このバンドはつくづく「持ってい」るバンドなんだと思います。
この人たちのアルバムは、たとえ名盤と呼ばれているアルバムでさえ捨て曲が必ずあるし、しかも少なからずあったりします。
ファンの人には申し訳ありませんが、私はそう思います。
しかし私はこの人たちのアルバムをほとんど持っています。
良い曲が必ず入っているせいもありますが、たとえどんなに出来が落ちる曲であっても、全然つまらない曲と言い切ってしまえないようなところがるように思います。
彼らはサッカー選手で言うと、消えている時間が多くても必ずゴールを決める、そういう種類の選手だと思います。
でも消えている時間はゴールを決めるまでの伏線みたいなものだし、消えている時間でも時々危険な選手であるというところをふとした瞬間に見せてくれる、このバンドはそういうバンドです。
ゴールを決めた時に「あれほど俺から目を離すなよって言っただろう」とディフェンダーに言いそうです。
今この人たちのファッションやイメージは、今から見るとありふれたロックのステレオタイプのように見えるかもしれません。
いま時の小綺麗でセンスの良いバンドを聞いている人にとっては、古くさいと感じてもおかしくありません。
では彼らがいかにもロックな装飾を取り払った時にどうなるか、それがこの曲です。
派手な衣装をすべて脱ぎ捨てた後に現れる、生身の身体みたいな曲です。
この曲のどこがすばらしいのか
さて曲を聞いていきましょう。
イントロは少しセンチメンタルなコーラスで始まります。
出だしの歌詞は「一緒に暮らそう」と直球です。
「この声に注目です」と私が指摘しなくても、なによりも声が先に耳に飛び込んでくると思います。
この曲は清志郎の歌を聞く曲です。
演奏はシンプルで余計な味付けを加えていません。
良い曲だから余分な装飾は必要ないと判断したのかもしれません。
歌の感触がどこか生々しいと感じた人もいるかもしれません。
ウィキペディアの記載を元にアルバムの背景を説明したいと思います。
この時忌野清志郎はどん底だった
このアルバムの大半の曲を忌野清志郎が書いていますが、この時彼は最悪の状態だったようです。
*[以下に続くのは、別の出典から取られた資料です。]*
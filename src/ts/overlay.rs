// SPDX-License-Identifier: Apache-2.0
//
// Licensed under the Apache License, Version 2.0 (the "License");
// you may not use this file except in compliance with the License.
// You may obtain a copy of the License at
//
// 	http://www.apache.org/licenses/LICENSE-2.0
//
// Unless required by applicable law or agreed to in writing, software
// distributed under the License is distributed on an "AS IS" BASIS,
// WITHOUT WARRANTIES OR CONDITIONS OF ANY KIND, either express or implied.
// See the License for the specific language governing permissions and
// limitations under the License.

//! The per-value overlay: parallel structure tracking "what changed, at
//! what engine time" alongside a [`Value`](crate::value::Value) (spec §4.3).
//!
//! Every container-shaped overlay node carries its own `last_modified`
//! stamp plus shape-specific delta bookkeeping (added/removed keys,
//! modified field indices, pushed/popped/evicted events). Delta buffers are
//! lazily cleared: a write at a new tick first drops whatever the previous
//! tick recorded rather than eagerly flushing every overlay on every tick
//! boundary (spec invariant 5) - see [`TickSet`].

use std::collections::HashMap;

use crate::time::EngineTime;
use crate::value::Value;

/// A set of slot indices touched at exactly one engine time, cleared
/// lazily the next time a write lands at a different time.
#[derive(Debug, Clone, Default)]
pub struct TickSet {
    time: EngineTime,
    touched: bool,
    slots: Vec<usize>,
}

impl TickSet {
    pub(crate) fn record(&mut self, time: EngineTime, slot: usize) {
        if !self.touched || self.time != time {
            self.slots.clear();
            self.time = time;
            self.touched = true;
        }
        if !self.slots.contains(&slot) {
            self.slots.push(slot);
        }
    }

    /// The slots touched at `time`; empty if the last recorded time differs
    /// (spec property P4: "delta queries at a tick other than the write
    /// tick see nothing").
    pub fn at(&self, time: EngineTime) -> &[usize] {
        if self.touched && self.time == time {
            &self.slots
        } else {
            &[]
        }
    }
}

/// Like [`TickSet`], but holds the actual removed/added [`Value`] rather
/// than a slot index (spec §4.3: TSD's `added_keys`/`removed_keys` and
/// TSS's `added_values`/`removed_values` "persist because TSD/TSS slots are
/// unstable to callers who stored references" - a `KeySet` slot freed by a
/// removal may be reissued to an unrelated key before the delta is read, so
/// the index alone is not enough to recover what was added or removed).
#[derive(Debug, Clone, Default)]
pub struct ValueTickSet {
    time: EngineTime,
    touched: bool,
    values: Vec<Value>,
}

impl ValueTickSet {
    pub(crate) fn record(&mut self, time: EngineTime, value: Value) {
        if !self.touched || self.time != time {
            self.values.clear();
            self.time = time;
            self.touched = true;
        }
        if !self.values.contains(&value) {
            self.values.push(value);
        }
    }

    /// The values touched at `time`; empty if the last recorded time differs.
    pub fn at(&self, time: EngineTime) -> &[Value] {
        if self.touched && self.time == time {
            &self.values
        } else {
            &[]
        }
    }
}

/// Like [`ValueTickSet`], but does not deduplicate: a TSW (window) can
/// legitimately evict the same value twice in one tick (e.g. two equal
/// samples pushed back to back with capacity 1), unlike a set/map key which
/// is unique by definition.
#[derive(Debug, Clone, Default)]
pub struct ValueLog {
    time: EngineTime,
    touched: bool,
    values: Vec<Value>,
}

impl ValueLog {
    pub(crate) fn record(&mut self, time: EngineTime, value: Value) {
        if !self.touched || self.time != time {
            self.values.clear();
            self.time = time;
            self.touched = true;
        }
        self.values.push(value);
    }

    pub fn at(&self, time: EngineTime) -> &[Value] {
        if self.touched && self.time == time {
            &self.values
        } else {
            &[]
        }
    }
}

/// Shape-specific delta/modification bookkeeping, mirroring `Value`'s
/// container variants one-for-one (spec §4.3's per-TS-kind table).
#[derive(Debug, Clone)]
pub enum OverlayKind {
    /// Scalar, or any container type treated as an opaque leaf for change
    /// tracking purposes (a SIGNAL sample).
    Leaf,
    Bundle {
        fields: Vec<Overlay>,
        modified: TickSet,
    },
    Tuple {
        elements: Vec<Overlay>,
        modified: TickSet,
    },
    List {
        elements: Vec<Overlay>,
        modified: TickSet,
        added: TickSet,
        removed: TickSet,
    },
    Set {
        /// Keyed by the same `KeySet` slot index as the backing `SetValue`.
        elements: HashMap<usize, Overlay>,
        added: ValueTickSet,
        removed: ValueTickSet,
    },
    Map {
        elements: HashMap<usize, Overlay>,
        added: ValueTickSet,
        removed: ValueTickSet,
        modified: TickSet,
    },
    /// A cyclic buffer (TSW window): tracks pushes (new samples) and
    /// evictions (samples that fell off the back) separately, since a
    /// window consumer typically needs to know both. `times` mirrors the
    /// backing `CyclicBufferValue`'s occupied slots in write order, giving
    /// `first_modified_time()` the timestamp of the oldest sample still in
    /// the window without needing the overlay to carry a per-slot `Overlay`
    /// (a window element is a leaf; only the window as a whole is
    /// navigated).
    CyclicBuffer {
        times: std::collections::VecDeque<EngineTime>,
        pushed: TickSet,
        evicted: ValueLog,
    },
    Queue {
        pushed: TickSet,
        popped: TickSet,
    },
    /// A REF tracks only rebind/unbind events; the target's own overlay is
    /// reached by dereferencing, not stored here (spec §4.5: overlay
    /// tracking does not cross a ref boundary).
    Ref {
        rebound: TickSet,
    },
}

/// The overlay node for one `Value` node (spec §4.3 `Overlay`).
#[derive(Debug, Clone)]
pub struct Overlay {
    pub(crate) last_modified: EngineTime,
    pub(crate) kind: OverlayKind,
}

impl Overlay {
    /// Build a fresh, nothing-ever-written overlay shaped to match `value`
    /// (spec §3.2 invariant 2: "set" iff `last_modified != MIN_TIME" - a
    /// just-constructed cell has written nothing, so every leaf in the tree,
    /// including the root, is stamped `MIN_TIME` rather than the
    /// construction tick). Used at cell construction, where `new_for` below
    /// would otherwise falsely mark every leaf "set" as of tick zero.
    pub fn new_unset(value: &Value) -> Overlay {
        Overlay::new_for(value, crate::time::MIN_TIME)
    }

    /// Build an overlay shaped to match `value`, stamped at `time` as if
    /// every leaf in it had just been written - the genuine post-write
    /// rebuild path (e.g. [`TSViewMut::set_value`](crate::ts::view_mut::TSViewMut::set_value),
    /// which legitimately just wrote `value` wholesale and must mark it, and
    /// everything under it, modified at `time`).
    pub fn new_for(value: &Value, time: EngineTime) -> Overlay {
        fn child(slot: Option<&Value>, time: EngineTime) -> Overlay {
            match slot {
                Some(v) => Overlay::new_for(v, time),
                None => Overlay {
                    last_modified: time,
                    kind: OverlayKind::Leaf,
                },
            }
        }

        let kind = match value {
            Value::Scalar(_) => OverlayKind::Leaf,
            Value::Bundle(b) => OverlayKind::Bundle {
                fields: (0..b.len()).map(|i| child(b.at(i).ok().flatten(), time)).collect(),
                modified: TickSet::default(),
            },
            Value::Tuple(t) => OverlayKind::Tuple {
                elements: (0..t.len()).map(|i| child(t.at(i).ok().flatten(), time)).collect(),
                modified: TickSet::default(),
            },
            Value::List(l) => OverlayKind::List {
                elements: (0..l.size()).map(|i| child(l.at(i).ok().flatten(), time)).collect(),
                modified: TickSet::default(),
                added: TickSet::default(),
                removed: TickSet::default(),
            },
            Value::Set(_) => OverlayKind::Set {
                elements: HashMap::new(),
                added: ValueTickSet::default(),
                removed: ValueTickSet::default(),
            },
            Value::Map(m) => OverlayKind::Map {
                elements: m
                    .iter_slots()
                    .map(|(slot, _, v)| (slot, child(v, time)))
                    .collect(),
                added: ValueTickSet::default(),
                removed: ValueTickSet::default(),
                modified: TickSet::default(),
            },
            Value::CyclicBuffer(cb) => OverlayKind::CyclicBuffer {
                times: std::iter::repeat(time).take(cb.length()).collect(),
                pushed: TickSet::default(),
                evicted: ValueLog::default(),
            },
            Value::Queue(_) => OverlayKind::Queue {
                pushed: TickSet::default(),
                popped: TickSet::default(),
            },
            Value::Ref(_) => OverlayKind::Ref {
                rebound: TickSet::default(),
            },
        };
        Overlay {
            last_modified: time,
            kind,
        }
    }

    pub fn last_modified(&self) -> EngineTime {
        self.last_modified
    }

    /// Stamp this node as modified at `time` (spec §4.3 "modification
    /// bubbling": called on every ancestor on the way back up from a leaf
    /// write, as well as on the leaf itself).
    pub fn stamp(&mut self, time: EngineTime) {
        self.last_modified = time;
    }

    /// Reset this leaf back to "never written" (spec §3.2 invariant 2).
    /// Unlike `stamp`, this does not bubble a modification at the current
    /// tick - it is a reset, not a write.
    pub fn invalidate(&mut self) {
        self.last_modified = crate::time::MIN_TIME;
    }

    pub fn kind(&self) -> &OverlayKind {
        &self.kind
    }

    pub fn kind_mut(&mut self) -> &mut OverlayKind {
        &mut self.kind
    }
}

impl OverlayKind {
    pub fn as_bundle(&self) -> Option<(&[Overlay], &TickSet)> {
        match self {
            OverlayKind::Bundle { fields, modified } => Some((fields, modified)),
            _ => None,
        }
    }
    pub fn as_bundle_mut(&mut self) -> Option<(&mut Vec<Overlay>, &mut TickSet)> {
        match self {
            OverlayKind::Bundle { fields, modified } => Some((fields, modified)),
            _ => None,
        }
    }
    pub fn as_list_mut(&mut self) -> Option<(&mut Vec<Overlay>, &mut TickSet, &mut TickSet, &mut TickSet)> {
        match self {
            OverlayKind::List {
                elements,
                modified,
                added,
                removed,
            } => Some((elements, modified, added, removed)),
            _ => None,
        }
    }
    pub fn as_map_mut(
        &mut self,
    ) -> Option<(&mut HashMap<usize, Overlay>, &mut ValueTickSet, &mut ValueTickSet, &mut TickSet)> {
        match self {
            OverlayKind::Map {
                elements,
                added,
                removed,
                modified,
            } => Some((elements, added, removed, modified)),
            _ => None,
        }
    }
    pub fn as_set_mut(&mut self) -> Option<(&mut HashMap<usize, Overlay>, &mut ValueTickSet, &mut ValueTickSet)> {
        match self {
            OverlayKind::Set { elements, added, removed } => Some((elements, added, removed)),
            _ => None,
        }
    }
    pub fn as_cyclic_buffer(&self) -> Option<(&std::collections::VecDeque<EngineTime>, &TickSet, &ValueLog)> {
        match self {
            OverlayKind::CyclicBuffer { times, pushed, evicted } => Some((times, pushed, evicted)),
            _ => None,
        }
    }
    pub fn as_cyclic_buffer_mut(
        &mut self,
    ) -> Option<(&mut std::collections::VecDeque<EngineTime>, &mut TickSet, &mut ValueLog)> {
        match self {
            OverlayKind::CyclicBuffer { times, pushed, evicted } => Some((times, pushed, evicted)),
            _ => None,
        }
    }
    pub fn as_queue_mut(&mut self) -> Option<(&mut TickSet, &mut TickSet)> {
        match self {
            OverlayKind::Queue { pushed, popped } => Some((pushed, popped)),
            _ => None,
        }
    }
    pub fn as_ref_mut(&mut self) -> Option<&mut TickSet> {
        match self {
            OverlayKind::Ref { rebound } => Some(rebound),
            _ => None,
        }
    }
}

#[cfg(test)]
mod tests {
    use super::*;
    use crate::typemeta::{builtin, register_bundle};

    #[test]
    fn fresh_overlay_matches_bundle_shape() {
        let schema = register_bundle("OverlayT1", vec![("a", builtin::i64_type()), ("b", builtin::i64_type())]);
        let value = Value::new(&schema);
        let overlay = Overlay::new_for(&value, 0);
        let (fields, _) = overlay.kind().as_bundle().unwrap();
        assert_eq!(fields.len(), 2);
    }

    #[test]
    fn new_unset_stamps_every_leaf_min_time() {
        let schema = register_bundle("OverlayT5", vec![("a", builtin::i64_type()), ("b", builtin::i64_type())]);
        let value = Value::new(&schema);
        let overlay = Overlay::new_unset(&value);
        assert_eq!(overlay.last_modified(), crate::time::MIN_TIME);
        let (fields, _) = overlay.kind().as_bundle().unwrap();
        assert!(fields.iter().all(|f| f.last_modified() == crate::time::MIN_TIME));
    }

    #[test]
    fn invalidate_resets_last_modified_without_bubbling() {
        let mut overlay = Overlay {
            last_modified: 5,
            kind: OverlayKind::Leaf,
        };
        overlay.invalidate();
        assert_eq!(overlay.last_modified(), crate::time::MIN_TIME);
    }

    #[test]
    fn tickset_clears_lazily_on_new_time() {
        let mut ts = TickSet::default();
        ts.record(5, 0);
        ts.record(5, 1);
        assert_eq!(ts.at(5), &[0, 1]);
        ts.record(6, 2);
        assert_eq!(ts.at(6), &[2]);
        assert_eq!(ts.at(5), &[] as &[usize]);
    }

    #[test]
    fn value_log_keeps_duplicate_evictions_in_one_tick() {
        let mut log = ValueLog::default();
        log.record(7, Value::from_i64(1));
        log.record(7, Value::from_i64(1));
        assert_eq!(log.at(7).len(), 2);
        assert_eq!(log.at(8), &[] as &[Value]);
    }

    #[test]
    fn value_tick_set_deduplicates_within_one_tick() {
        let mut vts = ValueTickSet::default();
        vts.record(7, Value::from_string("a"));
        vts.record(7, Value::from_string("a"));
        assert_eq!(vts.at(7).len(), 1);
    }
}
このアルバムのレコーディング中、清志郎は極度の体調不良になり検査したところ、医者から一生治らないと言われるほどの肝臓疾患が判明したそうです。
この時清志郎はまだ31歳か32歳です。
またこの数年前から清志郎の母親が入院していて、このレコーディング時は意識のない状態でした。
その上その後結婚することになりますが、当時付き合っていた恋人の父親がレコーディングの最中に亡くなっています。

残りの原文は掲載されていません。